• Your objective
Output nothing but the lines from the first line of the entries to the line with "if let Err(e)", inclusive, exactly as they read.

Top of Exercise data

use log::warn;
use science_hub::Utils::logger::init_logging;
use science_hub::cli::cli_main::run_interactive_menu;
use science_hub::settings::{ConfigManager, DEFAULT_CONFIG_FILE};

pub fn main() {
    let (mut manager, config_error) = ConfigManager::load(DEFAULT_CONFIG_FILE);
    let logging = init_logging(manager.get_config());
    if let Err(e) = &logging {
        eprintln!("Logging disabled: {}", e);
    }
    // the logger did not exist yet while the file was read
    if let Some(e) = config_error {
        let message = format!(
            "Configuration '{}' not usable ({}), using defaults. Changing a setting will overwrite it.",
            DEFAULT_CONFIG_FILE, e
        );
        match logging {
            Ok(()) => warn!("{}", message),
            Err(_) => eprintln!("{}", message),
        }
    }
    run_interactive_menu(&mut manager);
}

Bottom of Exercise data

• Written solution
use log::warn;
use science_hub::Utils::logger::init_logging;
use science_hub::cli::cli_main::run_interactive_menu;
use science_hub::settings::{ConfigManager, DEFAULT_CONFIG_FILE};

pub fn main() {
    let (mut manager, config_error) = ConfigManager::load(DEFAULT_CONFIG_FILE);
    let logging = init_logging(manager.get_config());
    if let Err(e) = &logging {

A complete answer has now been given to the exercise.